For the last 60 years, computer scientists have been working to build systems that can understand what a person says when they talk.
In the beginning, the approach used could best be described as simple pattern matching. The computer would examine the waveforms produced by human speech and try to match them to waveforms that were known to be associated with particular words.
While this approach sometimes worked, it was extremely fragile. Everyone’s voice is different and even the same person can say the same word in different ways. As a result these early systems were not really usable for practical applications.

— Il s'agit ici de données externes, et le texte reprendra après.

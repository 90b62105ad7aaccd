//! Error types for the admission engine
//!
//! Duplicate and conflict rejections are not errors; they are reported as
//! [`AdmissionOutcome`](crate::AdmissionOutcome) values.

use tkf_llm::LlmError;

/// Admission engine errors
#[derive(Debug, thiserror::Error)]
pub enum FabricError {
    /// Update history reached its fixed capacity
    #[error("TKF store is full (max={max}); cannot add more updates")]
    StoreFull {
        /// Configured capacity
        max: usize,
    },

    /// A semantic check or the seed formatter failed
    #[error("semantic check failed: {0}")]
    Check(#[from] LlmError),

    /// The check phase exceeded its deadline
    #[error("semantic checks timed out after {secs}s")]
    Timeout {
        /// Deadline in seconds
        secs: u64,
    },
}

impl FabricError {
    /// Check if this is a capacity failure
    #[inline]
    #[must_use]
    pub fn is_capacity(&self) -> bool {
        matches!(self, Self::StoreFull { .. })
    }

    /// Check if resubmitting the update may succeed
    #[inline]
    #[must_use]
    pub fn is_retryable(&self) -> bool {
        match self {
            Self::Check(e) => e.is_retryable(),
            Self::Timeout { .. } => true,
            Self::StoreFull { .. } => false,
        }
    }
}

#[cfg(test)]
mod tests {
    use super::*;

    #[test]
    fn classification() {
        assert!(FabricError::StoreFull { max: 1 }.is_capacity());
        assert!(!FabricError::StoreFull { max: 1 }.is_retryable());
        assert!(FabricError::Timeout { secs: 1 }.is_retryable());
        assert!(!FabricError::Check(LlmError::UnparseableVerdict("?".into())).is_retryable());
        assert!(FabricError::Check(LlmError::Transport("reset".into())).is_retryable());
    }

    #[test]
    fn display() {
        let err = FabricError::StoreFull { max: 3 };
        assert!(err.to_string().contains("max=3"));
    }
}
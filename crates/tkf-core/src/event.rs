//! Interaction events
//!
//! One [`InteractionEvent`] is produced per executed automation step. Events
//! are immutable once created and only ever read through indexed lookups.

use chrono::{DateTime, Utc};
use serde::{Deserialize, Serialize};
use std::fmt;
use ulid::Ulid;

/// Unique event identifier (ULID for sortability)
#[derive(Debug, Clone, Copy, PartialEq, Eq, PartialOrd, Ord, Hash, Serialize, Deserialize)]
pub struct EventId(pub Ulid);

impl EventId {
    /// Generate new event ID
    #[inline]
    #[must_use]
    pub fn new() -> Self {
        Self(Ulid::new())
    }
}

impl Default for EventId {
    fn default() -> Self {
        Self::new()
    }
}

impl fmt::Display for EventId {
    fn fmt(&self, f: &mut fmt::Formatter<'_>) -> fmt::Result {
        write!(f, "{}", self.0)
    }
}

/// How the persona felt about the step
#[derive(Debug, Clone, Copy, PartialEq, Eq, Hash, Serialize, Deserialize)]
#[serde(rename_all = "lowercase")]
pub enum Sentiment {
    /// Step went as expected
    Success,
    /// Persona was unsure what to do
    Confused,
    /// Persona could not continue
    Blocked,
    /// Persona was pleasantly surprised
    Delighted,
}

/// Browser action performed by the persona
#[derive(Debug, Clone, Copy, PartialEq, Eq, Hash, Serialize, Deserialize)]
#[serde(rename_all = "lowercase")]
pub enum BrowserAction {
    Click,
    Hover,
    Type,
    Wait,
    Navigate,
    Select,
    Scroll,
}

/// One observed agent action
#[derive(Debug, Clone, PartialEq, Serialize, Deserialize)]
pub struct InteractionEvent {
    /// Unique identifier
    pub id: EventId,
    /// Browser session (one persona run)
    pub session_id: String,
    /// Persona that acted
    pub persona_id: String,
    /// Run / batch identifier
    pub group_id: String,
    /// When the step executed
    pub created_at: DateTime<Utc>,
    /// Persona sentiment
    pub sentiment: Sentiment,
    /// Screen the step happened on
    pub screen_id: String,
    /// Persona reasoning, free text
    pub reasoning_text: String,
    /// Action taken
    pub action: BrowserAction,
    /// Element the action targeted
    pub target_selector: String,
}

impl InteractionEvent {
    /// Create an event with a fresh id, stamped now
    #[must_use]
    pub fn new(
        session_id: impl Into<String>,
        persona_id: impl Into<String>,
        group_id: impl Into<String>,
        action: BrowserAction,
        sentiment: Sentiment,
    ) -> Self {
        Self {
            id: EventId::new(),
            session_id: session_id.into(),
            persona_id: persona_id.into(),
            group_id: group_id.into(),
            created_at: Utc::now(),
            sentiment,
            screen_id: String::new(),
            reasoning_text: String::new(),
            action,
            target_selector: String::new(),
        }
    }

    /// With screen id
    #[inline]
    #[must_use]
    pub fn with_screen(mut self, screen_id: impl Into<String>) -> Self {
        self.screen_id = screen_id.into();
        self
    }

    /// With reasoning text
    #[inline]
    #[must_use]
    pub fn with_reasoning(mut self, reasoning: impl Into<String>) -> Self {
        self.reasoning_text = reasoning.into();
        self
    }

    /// With target selector
    #[inline]
    #[must_use]
    pub fn with_target(mut self, selector: impl Into<String>) -> Self {
        self.target_selector = selector.into();
        self
    }

    /// With explicit timestamp
    #[inline]
    #[must_use]
    pub fn at(mut self, created_at: DateTime<Utc>) -> Self {
        self.created_at = created_at;
        self
    }
}

#[cfg(test)]
mod tests {
    use super::*;

    #[test]
    fn enums_serialize_lowercase() {
        assert_eq!(serde_json::to_string(&Sentiment::Delighted).unwrap(), "\"delighted\"");
        assert_eq!(serde_json::to_string(&BrowserAction::Navigate).unwrap(), "\"navigate\"");

        let parsed: BrowserAction = serde_json::from_str("\"scroll\"").unwrap();
        assert_eq!(parsed, BrowserAction::Scroll);
    }

    #[test]
    fn event_builder() {
        let event = InteractionEvent::new("s1", "p1", "g1", BrowserAction::Click, Sentiment::Confused)
            .with_screen("signup")
            .with_target("#submit")
            .with_reasoning("The button label is unclear");

        assert_eq!(event.screen_id, "signup");
        assert_eq!(event.target_selector, "#submit");
        assert_eq!(event.sentiment, Sentiment::Confused);
    }

    #[test]
    fn event_ids_are_unique() {
        assert_ne!(EventId::new(), EventId::new());
    }
}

In the late 1970s a group of researchers at Carnegie Mellon University made a significant breakthrough in speech recognition using a technique called hidden Markov modeling which allowed them to use training data from many speakers to build statistical speech models that were much more robust. As a result, over the last 30 years speech systems have gotten better and better. In the last 10 years the combination of better methods, faster computers and the ability to process dramatically more data has led to many practical uses.
Today if you call a bank in the US you almost certainly are talking to a computer that can answer simple questions about your account and connect you to a real person if necessary. Several products on the market today, including XBOX Kinect, use speech input to provide simple answers or navigate a user interface. In fact our Microsoft Windows and Office products have included speech recognition in them since the late 90’s. This functionality has been invaluable to our customers with accessibility needs.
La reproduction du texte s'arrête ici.